» **To do**: Look over the entries and say how many lines include the word "accept". Only the number, please.

» **Given records**:
──────────────────────────────

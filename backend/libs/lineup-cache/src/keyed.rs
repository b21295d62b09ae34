//! Read-through cache with single-flight fetch coalescing
//!
//! A miss registers the fetch as a shared future under its key. Callers that
//! miss while that fetch is running attach to the same future instead of
//! starting their own, so N concurrent misses cost exactly one backend call.

use crate::{CacheBackend, CacheKey, CacheMetrics, CacheResult, MemoryBackend};
use futures::future::{BoxFuture, FutureExt, Shared};
use serde::{de::DeserializeOwned, Serialize};
use std::collections::HashMap;
use std::future::Future;
use std::sync::atomic::{AtomicU64, Ordering};
use std::sync::Arc;
use std::time::Duration;
use tokio::sync::Mutex;
use tracing::{debug, warn};

type Flight<V, E> = Shared<BoxFuture<'static, Result<V, E>>>;

/// TTL cache keyed by the exact lookup key used for the backend fetch.
///
/// Each instance owns a namespace; two caches with different namespaces never
/// see each other's entries even when they share a backend. Fetch failures are
/// never cached and reach every caller waiting on that fetch.
pub struct KeyedCache<V, E> {
    inner: Arc<Inner<V, E>>,
}

impl<V, E> Clone for KeyedCache<V, E> {
    fn clone(&self) -> Self {
        Self {
            inner: Arc::clone(&self.inner),
        }
    }
}

struct Inner<V, E> {
    namespace: String,
    ttl: Duration,
    backend: Arc<dyn CacheBackend>,
    in_flight: Mutex<HashMap<String, Flight<V, E>>>,
    /// Bumped by `clear`; fetches started under an older generation do not write back
    generation: AtomicU64,
    metrics: CacheMetrics,
}

impl<V, E> KeyedCache<V, E>
where
    V: Serialize + DeserializeOwned + Clone + Send + Sync + 'static,
    E: Clone + Send + Sync + 'static,
{
    pub fn new(namespace: impl Into<String>, backend: Arc<dyn CacheBackend>, ttl: Duration) -> Self {
        let namespace = namespace.into();
        Self {
            inner: Arc::new(Inner {
                metrics: CacheMetrics::new(namespace.clone()),
                namespace,
                ttl,
                backend,
                in_flight: Mutex::new(HashMap::new()),
                generation: AtomicU64::new(0),
            }),
        }
    }

    /// Cache backed by its own process-local [`MemoryBackend`]
    pub fn in_memory(namespace: impl Into<String>, ttl: Duration) -> Self {
        Self::new(namespace, Arc::new(MemoryBackend::new()), ttl)
    }

    /// Return the live entry for `key`, or run `fetcher` once and cache its value.
    pub async fn get_or_fetch<F, Fut>(&self, key: &str, fetcher: F) -> Result<V, E>
    where
        F: FnOnce() -> Fut + Send,
        Fut: Future<Output = Result<V, E>> + Send + 'static,
    {
        self.get_or_fetch_where(key, |_| true, fetcher).await
    }

    /// Like [`get_or_fetch`](Self::get_or_fetch), but a live entry rejected by
    /// `accept` counts as a miss and is replaced by a fresh fetch.
    pub async fn get_or_fetch_where<A, F, Fut>(
        &self,
        key: &str,
        accept: A,
        fetcher: F,
    ) -> Result<V, E>
    where
        A: Fn(&V) -> bool + Send + Sync,
        F: FnOnce() -> Fut + Send,
        Fut: Future<Output = Result<V, E>> + Send + 'static,
    {
        let cache_key = CacheKey::scoped(&self.inner.namespace, key);

        if let Some(value) = self.inner.lookup(&cache_key).await {
            if accept(&value) {
                debug!(key = %cache_key, "Cache hit");
                self.inner.metrics.record_hit();
                return Ok(value);
            }
        }

        // Backend I/O never happens under the `in_flight` lock
        let mut rechecked = false;
        loop {
            let mut in_flight = self.inner.in_flight.lock().await;

            if let Some(flight) = in_flight.get(&cache_key).cloned() {
                drop(in_flight);
                debug!(key = %cache_key, "Joining in-flight fetch");
                self.inner.metrics.record_coalesced();

                let result = flight.await;
                match &result {
                    // The shared fetch covered a different request; fetch our own
                    Ok(value) if !accept(value) => {
                        rechecked = true;
                        continue;
                    }
                    _ => return result,
                }
            }

            if !rechecked {
                // A fetch may have completed between the first lookup and taking
                // the lock. Flights write the backend before leaving the map.
                drop(in_flight);
                rechecked = true;
                if let Some(value) = self.inner.lookup(&cache_key).await {
                    if accept(&value) {
                        debug!(key = %cache_key, "Cache hit");
                        self.inner.metrics.record_hit();
                        return Ok(value);
                    }
                }
                continue;
            }

            debug!(key = %cache_key, "Cache miss");
            self.inner.metrics.record_miss();

            let flight = Inner::launch(&self.inner, cache_key.clone(), fetcher());
            in_flight.insert(cache_key, flight.clone());
            drop(in_flight);

            return flight.await;
        }
    }

    /// Discard every entry of this cache.
    ///
    /// Callers already waiting on a fetch still receive its result, but that
    /// result is not written back.
    pub async fn clear(&self) -> CacheResult<usize> {
        {
            let mut in_flight = self.inner.in_flight.lock().await;
            self.inner.generation.fetch_add(1, Ordering::SeqCst);
            in_flight.clear();
        }

        let removed = self
            .inner
            .backend
            .delete_namespace(&self.inner.namespace)
            .await?;

        debug!(namespace = %self.inner.namespace, removed, "Cache cleared");
        self.inner.metrics.record_invalidation();
        Ok(removed)
    }
}

impl<V, E> Inner<V, E>
where
    V: Serialize + DeserializeOwned + Clone + Send + Sync + 'static,
    E: Clone + Send + Sync + 'static,
{
    fn launch<Fut>(inner: &Arc<Self>, cache_key: String, fetch: Fut) -> Flight<V, E>
    where
        Fut: Future<Output = Result<V, E>> + Send + 'static,
    {
        let inner = Arc::clone(inner);
        let generation = inner.generation.load(Ordering::SeqCst);
        inner.metrics.record_fetch();

        async move {
            let result = fetch.await;

            match &result {
                Ok(value) if inner.is_current(generation) => {
                    inner.store(&cache_key, value).await;
                    // clear() ran during the write and may have missed it
                    if !inner.is_current(generation) {
                        inner.discard(&cache_key).await;
                    }
                }
                Ok(_) => {
                    debug!(key = %cache_key, "Cache cleared during fetch, result not stored");
                }
                Err(_) => {
                    debug!(key = %cache_key, "Fetch failed, nothing cached");
                    inner.metrics.record_fetch_error();
                }
            }

            let mut in_flight = inner.in_flight.lock().await;
            if inner.is_current(generation) {
                in_flight.remove(&cache_key);
            }
            drop(in_flight);

            result
        }
        .boxed()
        .shared()
    }

    fn is_current(&self, generation: u64) -> bool {
        self.generation.load(Ordering::SeqCst) == generation
    }

    async fn lookup(&self, cache_key: &str) -> Option<V> {
        match self.backend.get(cache_key).await {
            Ok(Some(data)) => match serde_json::from_str::<V>(&data) {
                Ok(value) => Some(value),
                Err(e) => {
                    warn!(key = %cache_key, error = %e, "Cache deserialization failed");
                    self.metrics.record_error("deserialize");
                    None
                }
            },
            Ok(None) => None,
            Err(e) => {
                // Backend outage degrades to a miss
                warn!(key = %cache_key, error = %e, "Cache backend get failed");
                self.metrics.record_error("backend");
                None
            }
        }
    }

    async fn store(&self, cache_key: &str, value: &V) {
        let data = match serde_json::to_string(value) {
            Ok(data) => data,
            Err(e) => {
                warn!(key = %cache_key, error = %e, "Cache serialization failed");
                self.metrics.record_error("serialize");
                return;
            }
        };

        match self.backend.set(cache_key, &data, self.ttl).await {
            Ok(()) => {
                debug!(key = %cache_key, ttl = ?self.ttl, "Cache set");
                self.metrics.record_write();
            }
            Err(e) => {
                warn!(key = %cache_key, error = %e, "Cache backend set failed");
                self.metrics.record_error("backend");
            }
        }
    }

    async fn discard(&self, cache_key: &str) {
        if let Err(e) = self.backend.delete(cache_key).await {
            warn!(key = %cache_key, error = %e, "Cache backend delete failed");
            self.metrics.record_error("backend");
        }
    }
}
pub mod config;
pub mod error;
pub mod handlers;
pub mod models;
pub mod rankers;
pub mod services;
pub mod store;
pub mod utils;

pub use config::Config;
pub use error::{LineupError, Result};
pub use services::{LineupAssembler, LineupService, SlateAssembler};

──────────────────────────────

» **Solution to this problem**: 5